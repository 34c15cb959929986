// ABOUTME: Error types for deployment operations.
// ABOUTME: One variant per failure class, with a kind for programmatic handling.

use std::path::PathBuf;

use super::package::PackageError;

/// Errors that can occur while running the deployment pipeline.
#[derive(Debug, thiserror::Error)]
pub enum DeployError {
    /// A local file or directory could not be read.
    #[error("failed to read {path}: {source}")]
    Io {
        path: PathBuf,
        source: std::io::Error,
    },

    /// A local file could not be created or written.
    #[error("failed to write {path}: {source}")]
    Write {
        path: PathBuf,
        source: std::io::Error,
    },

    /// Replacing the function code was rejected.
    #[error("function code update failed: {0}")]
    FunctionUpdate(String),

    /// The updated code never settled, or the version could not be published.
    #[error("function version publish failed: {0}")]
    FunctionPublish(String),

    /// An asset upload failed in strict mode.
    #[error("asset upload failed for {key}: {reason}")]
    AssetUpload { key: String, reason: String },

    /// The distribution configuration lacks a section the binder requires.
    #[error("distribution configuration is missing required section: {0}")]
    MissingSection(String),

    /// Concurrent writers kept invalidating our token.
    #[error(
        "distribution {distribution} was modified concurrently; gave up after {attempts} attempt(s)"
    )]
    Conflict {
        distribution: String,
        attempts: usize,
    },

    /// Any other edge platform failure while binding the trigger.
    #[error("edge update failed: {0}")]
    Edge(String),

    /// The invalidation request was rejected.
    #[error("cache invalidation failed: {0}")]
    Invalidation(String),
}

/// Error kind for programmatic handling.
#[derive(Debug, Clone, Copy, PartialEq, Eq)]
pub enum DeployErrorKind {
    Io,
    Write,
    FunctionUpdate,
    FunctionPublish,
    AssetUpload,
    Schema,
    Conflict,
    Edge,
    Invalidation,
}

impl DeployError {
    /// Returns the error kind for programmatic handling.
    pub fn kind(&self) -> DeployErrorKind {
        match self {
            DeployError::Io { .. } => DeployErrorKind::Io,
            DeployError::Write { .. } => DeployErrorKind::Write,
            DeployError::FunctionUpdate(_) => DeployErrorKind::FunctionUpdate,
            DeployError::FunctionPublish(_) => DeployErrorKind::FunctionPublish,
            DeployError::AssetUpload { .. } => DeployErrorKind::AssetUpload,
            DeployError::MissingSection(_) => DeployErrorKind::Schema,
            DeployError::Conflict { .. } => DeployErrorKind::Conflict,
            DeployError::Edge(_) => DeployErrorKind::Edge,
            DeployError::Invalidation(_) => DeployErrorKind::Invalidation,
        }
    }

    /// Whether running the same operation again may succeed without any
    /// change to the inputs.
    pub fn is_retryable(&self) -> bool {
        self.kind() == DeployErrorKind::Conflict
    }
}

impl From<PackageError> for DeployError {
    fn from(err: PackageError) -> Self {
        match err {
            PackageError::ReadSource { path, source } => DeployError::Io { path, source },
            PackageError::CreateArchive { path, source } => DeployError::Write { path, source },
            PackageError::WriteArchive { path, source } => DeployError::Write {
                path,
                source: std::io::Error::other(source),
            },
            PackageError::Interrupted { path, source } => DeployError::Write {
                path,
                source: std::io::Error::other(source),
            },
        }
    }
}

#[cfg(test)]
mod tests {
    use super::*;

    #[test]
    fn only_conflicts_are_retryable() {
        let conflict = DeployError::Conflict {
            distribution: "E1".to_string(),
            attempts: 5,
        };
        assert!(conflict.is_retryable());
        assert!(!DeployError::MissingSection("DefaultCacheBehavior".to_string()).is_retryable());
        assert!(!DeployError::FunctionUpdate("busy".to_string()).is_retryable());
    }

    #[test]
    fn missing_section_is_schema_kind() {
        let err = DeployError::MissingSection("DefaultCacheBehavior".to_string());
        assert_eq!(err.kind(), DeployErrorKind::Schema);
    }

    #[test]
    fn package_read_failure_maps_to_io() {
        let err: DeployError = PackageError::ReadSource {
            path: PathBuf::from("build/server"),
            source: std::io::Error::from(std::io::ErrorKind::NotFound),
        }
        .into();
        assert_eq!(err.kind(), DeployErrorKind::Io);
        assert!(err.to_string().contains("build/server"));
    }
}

---

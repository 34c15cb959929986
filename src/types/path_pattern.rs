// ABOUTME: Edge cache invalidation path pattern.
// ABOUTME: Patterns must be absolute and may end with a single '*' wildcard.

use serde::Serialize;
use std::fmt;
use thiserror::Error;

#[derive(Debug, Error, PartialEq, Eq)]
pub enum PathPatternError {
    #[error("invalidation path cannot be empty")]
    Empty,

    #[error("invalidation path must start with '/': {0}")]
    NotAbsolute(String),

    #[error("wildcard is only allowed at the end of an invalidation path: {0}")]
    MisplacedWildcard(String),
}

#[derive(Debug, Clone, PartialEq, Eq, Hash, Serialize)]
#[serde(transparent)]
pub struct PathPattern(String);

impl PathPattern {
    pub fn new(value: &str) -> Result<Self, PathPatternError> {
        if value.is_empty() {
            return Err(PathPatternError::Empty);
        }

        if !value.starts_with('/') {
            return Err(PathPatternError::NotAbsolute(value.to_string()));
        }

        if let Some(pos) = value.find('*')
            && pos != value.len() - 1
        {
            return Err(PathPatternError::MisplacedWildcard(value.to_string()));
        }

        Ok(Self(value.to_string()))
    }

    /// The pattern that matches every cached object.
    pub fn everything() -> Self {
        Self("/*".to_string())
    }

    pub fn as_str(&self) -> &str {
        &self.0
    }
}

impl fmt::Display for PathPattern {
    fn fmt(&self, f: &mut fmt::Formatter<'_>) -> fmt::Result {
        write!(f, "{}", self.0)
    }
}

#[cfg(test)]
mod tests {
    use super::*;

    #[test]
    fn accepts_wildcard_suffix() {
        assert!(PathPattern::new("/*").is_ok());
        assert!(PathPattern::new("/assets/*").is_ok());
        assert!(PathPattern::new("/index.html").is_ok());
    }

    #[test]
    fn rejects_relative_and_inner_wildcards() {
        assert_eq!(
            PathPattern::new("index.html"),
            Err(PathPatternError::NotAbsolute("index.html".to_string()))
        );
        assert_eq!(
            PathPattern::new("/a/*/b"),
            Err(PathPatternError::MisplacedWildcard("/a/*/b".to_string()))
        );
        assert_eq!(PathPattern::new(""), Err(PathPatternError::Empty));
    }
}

---

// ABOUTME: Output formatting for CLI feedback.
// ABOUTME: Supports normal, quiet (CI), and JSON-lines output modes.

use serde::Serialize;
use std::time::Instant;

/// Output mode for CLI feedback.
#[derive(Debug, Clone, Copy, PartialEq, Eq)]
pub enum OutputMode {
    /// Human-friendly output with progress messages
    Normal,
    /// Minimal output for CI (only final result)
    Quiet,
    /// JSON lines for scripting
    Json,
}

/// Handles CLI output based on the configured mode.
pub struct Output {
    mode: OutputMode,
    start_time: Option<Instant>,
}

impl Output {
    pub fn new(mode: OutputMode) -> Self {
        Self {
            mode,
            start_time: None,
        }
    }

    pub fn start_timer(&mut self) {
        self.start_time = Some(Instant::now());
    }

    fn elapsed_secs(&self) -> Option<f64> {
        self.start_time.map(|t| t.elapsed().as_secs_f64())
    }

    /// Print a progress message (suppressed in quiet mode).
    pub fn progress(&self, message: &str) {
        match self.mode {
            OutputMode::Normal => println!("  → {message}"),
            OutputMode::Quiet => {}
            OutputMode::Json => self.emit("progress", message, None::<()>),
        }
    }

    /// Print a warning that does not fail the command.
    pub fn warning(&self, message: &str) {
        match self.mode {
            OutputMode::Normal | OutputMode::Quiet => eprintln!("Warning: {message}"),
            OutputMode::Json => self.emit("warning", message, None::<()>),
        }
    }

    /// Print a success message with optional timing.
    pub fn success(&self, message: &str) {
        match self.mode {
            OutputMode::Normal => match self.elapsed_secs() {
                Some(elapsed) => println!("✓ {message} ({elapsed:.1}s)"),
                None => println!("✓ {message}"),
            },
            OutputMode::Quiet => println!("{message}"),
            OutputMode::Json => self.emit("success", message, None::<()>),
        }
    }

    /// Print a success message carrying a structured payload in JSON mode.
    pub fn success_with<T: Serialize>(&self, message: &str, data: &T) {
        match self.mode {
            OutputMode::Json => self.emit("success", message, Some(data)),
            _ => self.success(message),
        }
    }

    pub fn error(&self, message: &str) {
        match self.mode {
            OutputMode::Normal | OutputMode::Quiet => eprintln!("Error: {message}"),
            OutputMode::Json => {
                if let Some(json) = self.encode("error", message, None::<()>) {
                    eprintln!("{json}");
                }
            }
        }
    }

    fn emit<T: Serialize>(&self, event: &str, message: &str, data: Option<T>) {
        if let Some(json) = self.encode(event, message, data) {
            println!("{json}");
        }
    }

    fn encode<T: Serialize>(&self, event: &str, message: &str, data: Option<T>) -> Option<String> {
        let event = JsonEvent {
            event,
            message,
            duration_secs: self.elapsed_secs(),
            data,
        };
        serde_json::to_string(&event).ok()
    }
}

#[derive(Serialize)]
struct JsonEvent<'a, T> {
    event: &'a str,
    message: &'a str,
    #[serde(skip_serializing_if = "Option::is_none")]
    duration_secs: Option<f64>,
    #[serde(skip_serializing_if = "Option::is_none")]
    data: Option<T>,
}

=== YOUR TASK ===
In the listing above, find the line with "in quiet mode)." and the line with "in JSON mode.", then print exactly those two lines and every line between them, and nothing more.

=== RESULT FOR THIS TASK ===
    /// Print a progress message (suppressed in quiet mode).
    pub fn progress(&self, message: &str) {
        match self.mode {
            OutputMode::Normal => println!("  → {message}"),
            OutputMode::Quiet => {}
            OutputMode::Json => self.emit("progress", message, None::<()>),
        }
    }

    /// Print a warning that does not fail the command.
    pub fn warning(&self, message: &str) {
        match self.mode {
            OutputMode::Normal | OutputMode::Quiet => eprintln!("Warning: {message}"),
            OutputMode::Json => self.emit("warning", message, None::<()>),
        }
    }

    /// Print a success message with optional timing.
    pub fn success(&self, message: &str) {
        match self.mode {
            OutputMode::Normal => match self.elapsed_secs() {
                Some(elapsed) => println!("✓ {message} ({elapsed:.1}s)"),
                None => println!("✓ {message}"),
            },
            OutputMode::Quiet => println!("{message}"),
            OutputMode::Json => self.emit("success", message, None::<()>),
        }
    }

    /// Print a success message carrying a structured payload in JSON mode.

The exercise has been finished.